- What the task requires: An exact copy of the data below is required; return it in full.

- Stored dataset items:
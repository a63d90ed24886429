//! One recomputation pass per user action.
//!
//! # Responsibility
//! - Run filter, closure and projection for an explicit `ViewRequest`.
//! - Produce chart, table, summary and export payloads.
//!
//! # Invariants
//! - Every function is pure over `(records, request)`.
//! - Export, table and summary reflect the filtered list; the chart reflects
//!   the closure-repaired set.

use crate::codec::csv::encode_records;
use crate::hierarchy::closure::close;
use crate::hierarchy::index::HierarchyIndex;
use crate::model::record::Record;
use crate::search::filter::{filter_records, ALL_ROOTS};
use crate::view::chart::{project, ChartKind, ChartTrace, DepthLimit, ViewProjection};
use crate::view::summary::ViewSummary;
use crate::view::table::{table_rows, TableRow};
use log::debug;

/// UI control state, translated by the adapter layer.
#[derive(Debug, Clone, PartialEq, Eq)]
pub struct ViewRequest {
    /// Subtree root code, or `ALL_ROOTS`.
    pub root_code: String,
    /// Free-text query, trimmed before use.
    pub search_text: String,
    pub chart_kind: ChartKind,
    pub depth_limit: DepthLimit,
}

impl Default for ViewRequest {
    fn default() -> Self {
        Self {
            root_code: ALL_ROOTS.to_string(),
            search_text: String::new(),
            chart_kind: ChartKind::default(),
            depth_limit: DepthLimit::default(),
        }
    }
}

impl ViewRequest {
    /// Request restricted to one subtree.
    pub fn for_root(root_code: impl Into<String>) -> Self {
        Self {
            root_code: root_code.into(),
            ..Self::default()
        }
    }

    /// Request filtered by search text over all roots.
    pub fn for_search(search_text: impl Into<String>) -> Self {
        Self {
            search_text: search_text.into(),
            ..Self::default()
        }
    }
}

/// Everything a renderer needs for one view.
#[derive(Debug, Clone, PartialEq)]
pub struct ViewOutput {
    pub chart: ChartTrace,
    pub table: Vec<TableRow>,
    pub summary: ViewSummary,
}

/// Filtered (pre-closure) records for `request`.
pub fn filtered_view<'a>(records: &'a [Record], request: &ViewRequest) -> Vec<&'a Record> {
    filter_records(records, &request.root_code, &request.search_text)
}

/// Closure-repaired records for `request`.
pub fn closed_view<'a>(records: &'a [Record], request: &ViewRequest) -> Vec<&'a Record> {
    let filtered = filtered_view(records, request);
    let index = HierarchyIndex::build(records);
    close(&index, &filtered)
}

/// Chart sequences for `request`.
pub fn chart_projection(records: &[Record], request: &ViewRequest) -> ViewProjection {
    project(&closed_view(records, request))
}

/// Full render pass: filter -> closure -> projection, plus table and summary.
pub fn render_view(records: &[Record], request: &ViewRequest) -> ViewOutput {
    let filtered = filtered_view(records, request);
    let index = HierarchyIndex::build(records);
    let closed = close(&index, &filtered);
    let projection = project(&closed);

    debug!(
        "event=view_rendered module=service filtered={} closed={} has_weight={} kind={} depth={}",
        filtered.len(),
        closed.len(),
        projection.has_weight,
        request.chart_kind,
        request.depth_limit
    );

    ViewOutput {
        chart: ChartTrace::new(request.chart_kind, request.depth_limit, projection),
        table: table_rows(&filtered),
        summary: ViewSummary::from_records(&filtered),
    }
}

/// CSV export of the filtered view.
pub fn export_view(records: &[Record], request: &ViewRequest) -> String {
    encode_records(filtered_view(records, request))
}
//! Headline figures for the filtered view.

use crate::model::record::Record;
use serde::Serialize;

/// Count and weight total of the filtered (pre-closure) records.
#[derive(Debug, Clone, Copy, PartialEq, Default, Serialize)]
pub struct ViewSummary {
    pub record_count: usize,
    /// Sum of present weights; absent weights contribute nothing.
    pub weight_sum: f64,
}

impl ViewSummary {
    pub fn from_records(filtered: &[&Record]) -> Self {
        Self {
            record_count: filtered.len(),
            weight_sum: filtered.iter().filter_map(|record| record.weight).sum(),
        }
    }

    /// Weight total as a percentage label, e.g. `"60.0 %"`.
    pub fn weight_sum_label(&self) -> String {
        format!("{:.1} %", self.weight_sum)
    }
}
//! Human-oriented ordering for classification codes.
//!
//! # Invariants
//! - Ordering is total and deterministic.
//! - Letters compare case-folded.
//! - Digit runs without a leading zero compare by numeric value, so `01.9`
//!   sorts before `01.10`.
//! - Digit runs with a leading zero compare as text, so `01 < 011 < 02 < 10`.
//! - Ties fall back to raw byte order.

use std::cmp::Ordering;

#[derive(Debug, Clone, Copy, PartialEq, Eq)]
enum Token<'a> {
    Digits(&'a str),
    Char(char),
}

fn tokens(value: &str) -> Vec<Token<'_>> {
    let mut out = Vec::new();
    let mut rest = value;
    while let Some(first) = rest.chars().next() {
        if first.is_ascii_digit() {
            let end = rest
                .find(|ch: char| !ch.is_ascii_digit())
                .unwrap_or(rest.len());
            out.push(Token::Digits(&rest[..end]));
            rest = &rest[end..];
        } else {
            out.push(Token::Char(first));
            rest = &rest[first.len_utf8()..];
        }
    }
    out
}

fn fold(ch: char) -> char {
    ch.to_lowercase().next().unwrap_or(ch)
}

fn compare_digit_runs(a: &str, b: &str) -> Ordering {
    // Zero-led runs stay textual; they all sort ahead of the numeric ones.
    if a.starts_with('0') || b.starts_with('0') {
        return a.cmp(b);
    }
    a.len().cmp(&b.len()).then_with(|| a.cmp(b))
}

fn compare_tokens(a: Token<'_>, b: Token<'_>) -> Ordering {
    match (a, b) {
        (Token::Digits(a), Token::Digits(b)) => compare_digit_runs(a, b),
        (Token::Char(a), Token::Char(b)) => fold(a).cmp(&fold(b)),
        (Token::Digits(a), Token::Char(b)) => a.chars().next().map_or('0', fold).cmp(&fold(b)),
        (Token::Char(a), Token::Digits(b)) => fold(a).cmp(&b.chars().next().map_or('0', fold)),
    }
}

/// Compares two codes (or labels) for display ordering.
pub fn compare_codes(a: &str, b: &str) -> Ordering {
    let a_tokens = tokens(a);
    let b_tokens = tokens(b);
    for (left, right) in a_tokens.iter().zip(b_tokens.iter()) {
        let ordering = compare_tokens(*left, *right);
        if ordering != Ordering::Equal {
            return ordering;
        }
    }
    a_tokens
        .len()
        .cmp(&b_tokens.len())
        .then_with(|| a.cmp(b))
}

- Task solution:
repository a63d90ed24886429
//! One recomputation pass per user action.
//!
//! # Responsibility
//! - Run filter, closure and projection for an explicit `ViewRequest`.
//! - Produce chart, table, summary and export payloads.
//!
//! # Invariants
//! - Every function is pure over `(records, request)`.
//! - Export, table and summary reflect the filtered list; the chart reflects
//!   the closure-repaired set.

use crate::codec::csv::encode_records;
use crate::hierarchy::closure::close;
use crate::hierarchy::index::HierarchyIndex;
use crate::model::record::Record;
use crate::search::filter::{filter_records, ALL_ROOTS};
use crate::view::chart::{project, ChartKind, ChartTrace, DepthLimit, ViewProjection};
use crate::view::summary::ViewSummary;
use crate::view::table::{table_rows, TableRow};
use log::debug;

/// UI control state, translated by the adapter layer.
#[derive(Debug, Clone, PartialEq, Eq)]
pub struct ViewRequest {
    /// Subtree root code, or `ALL_ROOTS`.
    pub root_code: String,
    /// Free-text query, trimmed before use.
    pub search_text: String,
    pub chart_kind: ChartKind,
    pub depth_limit: DepthLimit,
}

impl Default for ViewRequest {
    fn default() -> Self {
        Self {
            root_code: ALL_ROOTS.to_string(),
            search_text: String::new(),
            chart_kind: ChartKind::default(),
            depth_limit: DepthLimit::default(),
        }
    }
}

impl ViewRequest {
    /// Request restricted to one subtree.
    pub fn for_root(root_code: impl Into<String>) -> Self {
        Self {
            root_code: root_code.into(),
            ..Self::default()
        }
    }

    /// Request filtered by search text over all roots.
    pub fn for_search(search_text: impl Into<String>) -> Self {
        Self {
            search_text: search_text.into(),
            ..Self::default()
        }
    }
}

/// Everything a renderer needs for one view.
#[derive(Debug, Clone, PartialEq)]
pub struct ViewOutput {
    pub chart: ChartTrace,
    pub table: Vec<TableRow>,
    pub summary: ViewSummary,
}

/// Filtered (pre-closure) records for `request`.
pub fn filtered_view<'a>(records: &'a [Record], request: &ViewRequest) -> Vec<&'a Record> {
    filter_records(records, &request.root_code, &request.search_text)
}

/// Closure-repaired records for `request`.
pub fn closed_view<'a>(records: &'a [Record], request: &ViewRequest) -> Vec<&'a Record> {
    let filtered = filtered_view(records, request);
    let index = HierarchyIndex::build(records);
    close(&index, &filtered)
}

/// Chart sequences for `request`.
pub fn chart_projection(records: &[Record], request: &ViewRequest) -> ViewProjection {
    project(&closed_view(records, request))
}

/// Full render pass: filter -> closure -> projection, plus table and summary.
pub fn render_view(records: &[Record], request: &ViewRequest) -> ViewOutput {
    let filtered = filtered_view(records, request);
    let index = HierarchyIndex::build(records);
    let closed = close(&index, &filtered);
    let projection = project(&closed);

    debug!(
        "event=view_rendered module=service filtered={} closed={} has_weight={} kind={} depth={}",
        filtered.len(),
        closed.len(),
        projection.has_weight,
        request.chart_kind,
        request.depth_limit
    );

    ViewOutput {
        chart: ChartTrace::new(request.chart_kind, request.depth_limit, projection),
        table: table_rows(&filtered),
        summary: ViewSummary::from_records(&filtered),
    }
}

/// CSV export of the filtered view.
pub fn export_view(records: &[Record], request: &ViewRequest) -> String {
    encode_records(filtered_view(records, request))
}
//! Headline figures for the filtered view.

use crate::model::record::Record;
use serde::Serialize;

/// Count and weight total of the filtered (pre-closure) records.
#[derive(Debug, Clone, Copy, PartialEq, Default, Serialize)]
pub struct ViewSummary {
    pub record_count: usize,
    /// Sum of present weights; absent weights contribute nothing.
    pub weight_sum: f64,
}

impl ViewSummary {
    pub fn from_records(filtered: &[&Record]) -> Self {
        Self {
            record_count: filtered.len(),
            weight_sum: filtered.iter().filter_map(|record| record.weight).sum(),
        }
    }

    /// Weight total as a percentage label, e.g. `"60.0 %"`.
    pub fn weight_sum_label(&self) -> String {
        format!("{:.1} %", self.weight_sum)
    }
}
//! Human-oriented ordering for classification codes.
//!
//! # Invariants
//! - Ordering is total and deterministic.
//! - Letters compare case-folded.
//! - Digit runs without a leading zero compare by numeric value, so `01.9`
//!   sorts before `01.10`.
//! - Digit runs with a leading zero compare as text, so `01 < 011 < 02 < 10`.
//! - Ties fall back to raw byte order.

use std::cmp::Ordering;

#[derive(Debug, Clone, Copy, PartialEq, Eq)]
enum Token<'a> {
    Digits(&'a str),
    Char(char),
}

fn tokens(value: &str) -> Vec<Token<'_>> {
    let mut out = Vec::new();
    let mut rest = value;
    while let Some(first) = rest.chars().next() {
        if first.is_ascii_digit() {
            let end = rest
                .find(|ch: char| !ch.is_ascii_digit())
                .unwrap_or(rest.len());
            out.push(Token::Digits(&rest[..end]));
            rest = &rest[end..];
        } else {
            out.push(Token::Char(first));
            rest = &rest[first.len_utf8()..];
        }
    }
    out
}

fn fold(ch: char) -> char {
    ch.to_lowercase().next().unwrap_or(ch)
}

fn compare_digit_runs(a: &str, b: &str) -> Ordering {
    // Zero-led runs stay textual; they all sort ahead of the numeric ones.
    if a.starts_with('0') || b.starts_with('0') {
        return a.cmp(b);
    }
    a.len().cmp(&b.len()).then_with(|| a.cmp(b))
}

fn compare_tokens(a: Token<'_>, b: Token<'_>) -> Ordering {
    match (a, b) {
        (Token::Digits(a), Token::Digits(b)) => compare_digit_runs(a, b),
        (Token::Char(a), Token::Char(b)) => fold(a).cmp(&fold(b)),
        (Token::Digits(a), Token::Char(b)) => a.chars().next().map_or('0', fold).cmp(&fold(b)),
        (Token::Char(a), Token::Digits(b)) => fold(a).cmp(&b.chars().next().map_or('0', fold)),
    }
}

/// Compares two codes (or labels) for display ordering.
pub fn compare_codes(a: &str, b: &str) -> Ordering {
    let a_tokens = tokens(a);
    let b_tokens = tokens(b);
    for (left, right) in a_tokens.iter().zip(b_tokens.iter()) {
        let ordering = compare_tokens(*left, *right);
        if ordering != Ordering::Equal {
            return ordering;
        }
    }
    a_tokens
        .len()
        .cmp(&b_tokens.len())
        .then_with(|| a.cmp(b))
}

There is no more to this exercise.